Es desde esa historia que observo hoy, triste, cuanto ocurre en España: veo allí una discusión en la que ganar significa perder. No juzgo el deseo de unos, ni sus convicciones. Simplemente pienso cuánto queda en la vera del camino del rechazo, cuántas historias, qué parte de la memoria propia, de la memoria familiar, del pasado y del futuro común dejará de ser eso: historia compartida. Quiénes serán esos ciudadanos de un futuro Estado que para inventarse a sí mismo debe abandonar parte de aquello que ya es.

Es cierto: ser demasiadas cosas puede en ocasiones resultar complicado. Pero es esa complicación la que vuelve al mundo interesante, y la que vuelve interesante nuestro estar en el mundo: ver con distintos ojos, calzar distintos zapatos, ser una cosa y ser otra, no una o la otra: la conjunción agrega: catalán, y español, y europeo. La disyunción cancela, suprime, empobrece. A mí, que he luchado toda mi vida por conquistar idiomas, me deja perplejo la decisión de perder uno ya ganado. Yo, que sé del esfuerzo necesario para obtener una visa, un permiso de residencia, un documento a veces, veo con azoro la decisión de abandonar algo ya conquistado, porque Cataluña ha conquistado España de mil formas, y los catalanes conquistaron el español de mil maneras. Veo a mis colegas, a mis amigos, a mis competidores, a los que han hecho de Barcelona la capital de la edición en español, y los imagino exiliados, expulsados del idioma que era el suyo y con el cual llevaron Cataluña a América.
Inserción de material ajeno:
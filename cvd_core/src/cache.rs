//! Read-through cache for baseline risk estimates.
//!
//! The estimator is pure, so a result computed once for a given set of model
//! inputs can be reused. The cache belongs to whichever layer evaluates many
//! profiles (the cohort runner); the estimator itself knows nothing about it.
//! Entries live in a bounded moka cache.

use crate::baseline::estimate_baseline_risk;
use crate::{PatientProfile, Result, Sex};
use moka::sync::Cache;
use std::sync::atomic::{AtomicU64, Ordering};

/// Default maximum number of cached profiles
pub const DEFAULT_CACHE_CAPACITY: u64 = 10_000;

/// Model inputs of the baseline estimator
///
/// Floating-point fields are keyed by bit pattern. LDL-C is not an input to
/// the baseline model and is left out.
#[derive(Clone, Copy, Debug, PartialEq, Eq, Hash)]
pub struct ProfileKey {
    age: u32,
    sex: Sex,
    systolic_bp: u32,
    total_cholesterol: u64,
    hdl: u64,
    smoker: bool,
    diabetes: bool,
    egfr: u32,
    crp: u64,
    vascular_disease_count: u8,
}

impl From<&PatientProfile> for ProfileKey {
    fn from(profile: &PatientProfile) -> Self {
        Self {
            age: profile.age,
            sex: profile.sex,
            systolic_bp: profile.systolic_bp,
            total_cholesterol: profile.total_cholesterol.to_bits(),
            hdl: profile.hdl.to_bits(),
            smoker: profile.smoker,
            diabetes: profile.diabetes,
            egfr: profile.egfr,
            crp: profile.crp.to_bits(),
            vascular_disease_count: profile.vascular_disease_count,
        }
    }
}

/// Hit/miss counters
#[derive(Clone, Copy, Debug, Default, PartialEq, Eq)]
pub struct CacheStats {
    pub hits: u64,
    pub misses: u64,
}

/// Bounded, thread-safe map from model inputs to baseline risk
///
/// Failed computations are never stored.
pub struct BaselineRiskCache {
    cache: Cache<ProfileKey, f64>,
    hits: AtomicU64,
    misses: AtomicU64,
}

impl Default for BaselineRiskCache {
    fn default() -> Self {
        Self::with_capacity(DEFAULT_CACHE_CAPACITY)
    }
}

impl BaselineRiskCache {
    pub fn new() -> Self {
        Self::default()
    }

    /// Create a cache holding at most `max_entries` profiles
    pub fn with_capacity(max_entries: u64) -> Self {
        Self {
            cache: Cache::builder().max_capacity(max_entries).build(),
            hits: AtomicU64::new(0),
            misses: AtomicU64::new(0),
        }
    }

    /// Cached baseline risk for `profile`, computing and storing it on a miss
    pub fn get_or_compute(&self, profile: &PatientProfile) -> Result<f64> {
        let key = ProfileKey::from(profile);

        if let Some(risk) = self.cache.get(&key) {
            self.hits.fetch_add(1, Ordering::Relaxed);
            tracing::trace!("Baseline cache hit: {}%", risk);
            return Ok(risk);
        }

        self.misses.fetch_add(1, Ordering::Relaxed);
        let risk = estimate_baseline_risk(profile)?;
        self.cache.insert(key, risk);

        Ok(risk)
    }

    /// Number of cached profiles (after applying pending evictions)
    pub fn len(&self) -> u64 {
        self.cache.run_pending_tasks();
        self.cache.entry_count()
    }

    pub fn is_empty(&self) -> bool {
        self.len() == 0
    }

    pub fn stats(&self) -> CacheStats {
        CacheStats {
            hits: self.hits.load(Ordering::Relaxed),
            misses: self.misses.load(Ordering::Relaxed),
        }
    }
}

impl std::fmt::Debug for BaselineRiskCache {
    fn fmt(&self, f: &mut std::fmt::Formatter<'_>) -> std::fmt::Result {
        f.debug_struct("BaselineRiskCache")
            .field("entries", &self.cache.entry_count())
            .field("stats", &self.stats())
            .finish()
    }
}
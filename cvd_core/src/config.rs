//! Configuration file support for PRIME CVD.
//!
//! Configuration is loaded from `$XDG_CONFIG_HOME/prime-cvd/config.toml`.

use crate::treatment::DEFAULT_MAX_TOTAL_REDUCTION_PERCENT;
use crate::{Error, Result, TherapyEntry};
use serde::{Deserialize, Serialize};
use std::path::{Path, PathBuf};

/// Application configuration
#[derive(Clone, Debug, Serialize, Deserialize, Default)]
pub struct Config {
    #[serde(default)]
    pub treatment: TreatmentConfig,

    #[serde(default)]
    pub report: ReportConfig,

    #[serde(default)]
    pub therapies: TherapiesConfig,
}

/// Treatment model parameters
#[derive(Clone, Debug, Serialize, Deserialize)]
pub struct TreatmentConfig {
    /// Ceiling on the combined statin + add-on LDL reduction, in percent
    #[serde(default = "default_max_total_reduction_percent")]
    pub max_total_reduction_percent: f64,

    /// LDL-C goal used when none is given, in mmol/L
    #[serde(default = "default_target_ldl")]
    pub default_target_ldl: f64,
}

impl Default for TreatmentConfig {
    fn default() -> Self {
        Self {
            max_total_reduction_percent: default_max_total_reduction_percent(),
            default_target_ldl: default_target_ldl(),
        }
    }
}

/// Report output configuration
#[derive(Clone, Debug, Serialize, Deserialize)]
pub struct ReportConfig {
    #[serde(default = "default_report_dir")]
    pub output_dir: PathBuf,
}

impl Default for ReportConfig {
    fn default() -> Self {
        Self {
            output_dir: default_report_dir(),
        }
    }
}

/// Additional catalog entries
#[derive(Clone, Debug, Serialize, Deserialize, Default)]
pub struct TherapiesConfig {
    #[serde(default)]
    pub custom: Vec<TherapyEntry>,
}

// Default value functions
fn default_max_total_reduction_percent() -> f64 {
    DEFAULT_MAX_TOTAL_REDUCTION_PERCENT
}

fn default_target_ldl() -> f64 {
    1.4
}

fn default_report_dir() -> PathBuf {
    let base = dirs::data_local_dir()
        .or_else(|| dirs::home_dir().map(|home| home.join(".local/share")))
        .unwrap_or_else(|| PathBuf::from("."));
    base.join("prime-cvd").join("reports")
}

impl Config {
    /// Load configuration from the standard config path
    pub fn load() -> Result<Self> {
        let config_path = Self::default_config_path();
        if config_path.exists() {
            Self::load_from(&config_path)
        } else {
            tracing::info!(
                "No config file found at {:?}, using defaults",
                config_path
            );
            Ok(Self::default())
        }
    }

    /// Load configuration from a specific path
    pub fn load_from(path: &Path) -> Result<Self> {
        let contents = std::fs::read_to_string(path)?;
        let config: Config = toml::from_str(&contents)?;
        config.validate()?;
        tracing::info!("Loaded config from {:?}", path);
        Ok(config)
    }

    /// Get the default config file path
    pub fn default_config_path() -> PathBuf {
        let base = dirs::config_dir()
            .or_else(|| dirs::home_dir().map(|home| home.join(".config")))
            .unwrap_or_else(|| PathBuf::from("."));
        base.join("prime-cvd").join("config.toml")
    }

    /// Save the current configuration to a specific path
    pub fn save_to(&self, path: &Path) -> Result<()> {
        if let Some(parent) = path.parent() {
            std::fs::create_dir_all(parent)?;
        }

        let contents = toml::to_string_pretty(self)
            .map_err(|e| Error::Config(format!("Failed to serialize config: {}", e)))?;
        std::fs::write(path, contents)?;
        tracing::info!("Saved config to {:?}", path);
        Ok(())
    }

    /// Check values that the treatment model depends on
    pub fn validate(&self) -> Result<()> {
        let ceiling = self.treatment.max_total_reduction_percent;
        if !(ceiling > 0.0 && ceiling < 100.0) {
            return Err(Error::Config(format!(
                "treatment.max_total_reduction_percent must be in (0, 100), got {}",
                ceiling
            )));
        }

        let target = self.treatment.default_target_ldl;
        if !(target.is_finite() && target > 0.0) {
            return Err(Error::Config(format!(
                "treatment.default_target_ldl must be positive, got {}",
                target
            )));
        }

        Ok(())
    }
}
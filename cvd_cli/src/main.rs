use clap::{Args, Parser, Subcommand};
use cvd_core::*;
use std::fs::File;
use std::io::{self, BufReader, BufWriter};
use std::path::PathBuf;

#[derive(Parser)]
#[command(name = "prime-cvd")]
#[command(about = "PRIME cardiovascular risk calculator", long_about = None)]
struct Cli {
    #[command(subcommand)]
    command: Commands,

    /// Use this config file instead of the default location
    #[arg(long, global = true)]
    config: Option<PathBuf>,

    /// Enable debug logging
    #[arg(short, long, global = true)]
    verbose: bool,
}

#[derive(Subcommand)]
enum Commands {
    /// Calculate baseline and post-treatment risk for one patient
    Assess(AssessArgs),

    /// Assess a cohort of patients from CSV
    Batch {
        /// Input CSV with one patient per row
        #[arg(long)]
        input: PathBuf,

        /// Output CSV (stdout if omitted)
        #[arg(long)]
        output: Option<PathBuf>,
    },

    /// List the therapies known to the calculator
    Therapies,
}

#[derive(Args)]
struct AssessArgs {
    /// Age in years (30-100)
    #[arg(long, default_value_t = 65)]
    age: u32,

    /// Sex (male or female)
    #[arg(long, default_value = "male")]
    sex: Sex,

    /// Current smoker
    #[arg(long)]
    smoker: bool,

    /// Diabetes mellitus
    #[arg(long)]
    diabetes: bool,

    /// Coronary artery disease
    #[arg(long)]
    cad: bool,

    /// Cerebrovascular disease
    #[arg(long)]
    stroke: bool,

    /// Peripheral artery disease
    #[arg(long)]
    pad: bool,

    /// Total cholesterol (mmol/L)
    #[arg(long, default_value_t = 5.0)]
    total_chol: f64,

    /// HDL-C (mmol/L)
    #[arg(long, default_value_t = 1.0)]
    hdl: f64,

    /// LDL-C (mmol/L)
    #[arg(long, default_value_t = 3.5)]
    ldl: f64,

    /// Systolic blood pressure (mmHg)
    #[arg(long, default_value_t = 140)]
    sbp: u32,

    /// eGFR (mL/min/1.73m²)
    #[arg(long, default_value_t = 80)]
    egfr: u32,

    /// hs-CRP (mg/L)
    #[arg(long, default_value_t = 2.0)]
    crp: f64,

    /// Statin the patient already takes
    #[arg(long, default_value = NO_THERAPY)]
    current_therapy: String,

    /// Statin to prescribe
    #[arg(long, default_value = "Rosuvastatin 10 mg")]
    prescribed_therapy: String,

    /// Add-on therapy (ezetimibe, pcsk9, inclisiran); repeatable
    #[arg(long = "add-on")]
    add_ons: Vec<AddOn>,

    /// LDL-C target (mmol/L); defaults to the configured target
    #[arg(long)]
    target_ldl: Option<f64>,

    /// Print the assessment as JSON
    #[arg(long)]
    json: bool,

    /// Write a report for this patient name
    #[arg(long)]
    report_name: Option<String>,

    /// Directory for the report (defaults to the configured report dir)
    #[arg(long, requires = "report_name")]
    report_dir: Option<PathBuf>,

    /// Report format (text or json)
    #[arg(long, default_value = "text")]
    report_format: ReportFormat,
}

fn main() -> Result<()> {
    let cli = Cli::parse();

    // Initialize logging
    if cli.verbose {
        cvd_core::logging::init_with_level("debug");
    } else {
        cvd_core::logging::init();
    }

    let config = match &cli.config {
        Some(path) => Config::load_from(path)?,
        None => Config::load()?,
    };
    config.validate()?;
    tracing::debug!(
        "Config loaded: target LDL {} mmol/L, reduction ceiling {}%",
        config.treatment.default_target_ldl,
        config.treatment.max_total_reduction_percent
    );

    let catalog = TherapyCatalog::with_custom(&config.therapies.custom);
    let errors = catalog.validate();
    if !errors.is_empty() {
        eprintln!("Catalog validation errors:");
        for error in errors {
            eprintln!("  - {}", error);
        }
        return Err(Error::CatalogValidation("Invalid catalog".into()));
    }
    tracing::debug!("Therapy catalog ready with {} entries", catalog.len());

    let engine = RiskEngine::new(&catalog, &config.treatment);

    match cli.command {
        Commands::Assess(args) => cmd_assess(args, &engine, &config),
        Commands::Batch { input, output } => cmd_batch(input, output, &engine, &config),
        Commands::Therapies => {
            cmd_therapies(&catalog);
            Ok(())
        }
    }
}

fn cmd_assess(args: AssessArgs, engine: &RiskEngine<'_>, config: &Config) -> Result<()> {
    let vascular = VascularHistory {
        coronary_artery_disease: args.cad,
        cerebrovascular_disease: args.stroke,
        peripheral_artery_disease: args.pad,
    };

    let profile = PatientProfile {
        age: args.age,
        sex: args.sex,
        systolic_bp: args.sbp,
        total_cholesterol: args.total_chol,
        hdl: args.hdl,
        ldl: args.ldl,
        smoker: args.smoker,
        diabetes: args.diabetes,
        egfr: args.egfr,
        crp: args.crp,
        vascular_disease_count: vascular.count(),
    };

    let plan = TreatmentPlan {
        current_therapy: Some(args.current_therapy),
        prescribed_therapy: Some(args.prescribed_therapy),
        add_ons: args.add_ons.into_iter().collect(),
        target_ldl: args
            .target_ldl
            .unwrap_or(config.treatment.default_target_ldl),
    };

    for id in [&plan.current_therapy, &plan.prescribed_therapy]
        .into_iter()
        .flatten()
    {
        if cvd_core::catalog::is_therapy(Some(id)) && !engine.catalog().contains(id) {
            tracing::warn!("Therapy '{}' not in catalog", id);
            eprintln!("Warning: '{}' is not in the therapy catalog; assuming no effect.", id);
        }
    }

    if let Err(e) = validate_inputs(&profile, &plan) {
        if let Error::Validation(ref errors) = e {
            eprintln!("Invalid patient data:");
            for error in errors {
                eprintln!("  - {}", error);
            }
        }
        return Err(e);
    }

    let assessment = engine.assess(&profile, &plan)?;
    tracing::info!(
        "Assessment complete: baseline {}%, final {:.2}%",
        assessment.baseline_risk_percent,
        assessment.final_risk_percent
    );

    if args.json {
        println!("{}", serde_json::to_string_pretty(&assessment)?);
    } else {
        display_assessment(&assessment);
    }

    if let Some(name) = args.report_name {
        let report = Report::new(
            PatientIdentity {
                name,
                age: profile.age,
                sex: profile.sex,
            },
            profile.ldl,
            assessment,
        )?;
        let dir = args
            .report_dir
            .unwrap_or_else(|| config.report.output_dir.clone());
        let path = report.write_to_dir(&dir, args.report_format)?;
        tracing::info!("Report {} written to {}", report.report_id, path.display());

        if args.json {
            eprintln!("Report written to {}", path.display());
        } else {
            println!("✓ Report written to {}", path.display());
        }
    }

    Ok(())
}

fn cmd_batch(
    input: PathBuf,
    output: Option<PathBuf>,
    engine: &RiskEngine<'_>,
    config: &Config,
) -> Result<()> {
    tracing::info!("Reading cohort from {}", input.display());
    let reader = BufReader::new(File::open(&input)?);
    let cache = BaselineRiskCache::new();
    let target = config.treatment.default_target_ldl;

    let summary = match &output {
        Some(path) => {
            if let Some(parent) = path.parent() {
                std::fs::create_dir_all(parent)?;
            }
            let writer = BufWriter::new(File::create(path)?);
            run_cohort(reader, writer, engine, &cache, target)?
        }
        None => run_cohort(reader, io::stdout().lock(), engine, &cache, target)?,
    };

    eprintln!(
        "✓ Assessed {} patients ({} failed)",
        summary.processed, summary.failed
    );
    if let Some(path) = output {
        eprintln!("  Output: {}", path.display());
    }

    Ok(())
}

fn cmd_therapies(catalog: &TherapyCatalog) {
    println!("Statins:");
    for entry in catalog.entries() {
        println!("  {:<24} {:>5.1}% LDL-C reduction", entry.id, entry.ldl_reduction_percent);
    }
    println!();
    println!("Add-ons:");
    for add_on in AddOn::ALL {
        println!(
            "  {:<24} {:>5.1}% LDL-C reduction",
            add_on.to_string(),
            add_on.ldl_reduction_percent()
        );
    }
}

fn display_assessment(assessment: &RiskAssessment) {
    println!("\n╭─────────────────────────────────────────╮");
    println!("│  PRIME CVD RISK ASSESSMENT");
    println!("╰─────────────────────────────────────────╯");
    println!();
    println!(
        "  Baseline 10-Year Risk: {:.1}%",
        assessment.baseline_risk_percent
    );
    println!(
        "  Projected LDL-C: {:.1} mmol/L ({:.0}% reduction)",
        assessment.projected_ldl, assessment.total_ldl_reduction_percent
    );
    if assessment.uncapped_ldl_reduction_percent > assessment.total_ldl_reduction_percent {
        println!(
            "  → Combined reduction of {:.0}% capped",
            assessment.uncapped_ldl_reduction_percent
        );
    }
    println!(
        "  Post-Treatment Risk: {:.1}% ({:.1}% absolute reduction)",
        assessment.final_risk_percent, assessment.absolute_risk_reduction
    );
    println!(
        "  LDL-C Target {:.1} mmol/L: {}",
        assessment.target_ldl,
        if assessment.target_met {
            "achieved"
        } else {
            "not achieved"
        }
    );
    println!();
    println!("  Clinical Recommendations");
    println!("  → {}", assessment.recommendation);
    println!();
}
Imagino nuestra propia historia reescribiéndose, la historia de una América Latina que se relaciona con una España de la cual está ausente Cataluña.

En Una vindicación del falso Basílides Borges menciona “las páginas omniscientes” del Diccionario enciclopédico hispano-americano; en La perpetua carrera de Aquiles y la tortuga menciona el “hispanísimo diccionario Hispano-Americano”, según el cual “el movimiento no existe: Aquiles no podría alcanzar a la perezosa tortuga”. El Diccionario enciclopédico… fue editado por Montaner y Simón, en Barcelona; su edición comenzó en 1887 y culminó en 1910, al cabo de 26 volúmenes, más tres a modo de apéndice y un suplemento. Ese fue el libro que mi abuelo materno llevó consigo a las profundidades del Chaco cuando, hacia 1929, se instaló allí con mi abuela.

El judío farmacéutico llegado de Odessa se hizo acompañar por la enciclopedia editada, en español, por Montaner y Simón en Barcelona. Tengo esos volúmenes bajo mi vista cuando escribo estas líneas. Me pregunto por qué tanta gente querría suprimir de su historia nuestra historia en común. No encuentro las respuestas, y no puedo menos que imaginar esos libros ardiendo en una hoguera cuyos fuegos destruyen los cuerpos extraños con la ilusión de forjar hasta su máxima dureza el alma de lo idéntico. Sé que el fuego en el que se fraguan las identidades es el mismo en el que arden aquellas impurezas, y sé que es el fuego que no deberíamos encender nunca más.

Alejandro Katz es editor y ensayista. Colabora regularmente con La Nación, de Buenos Aires.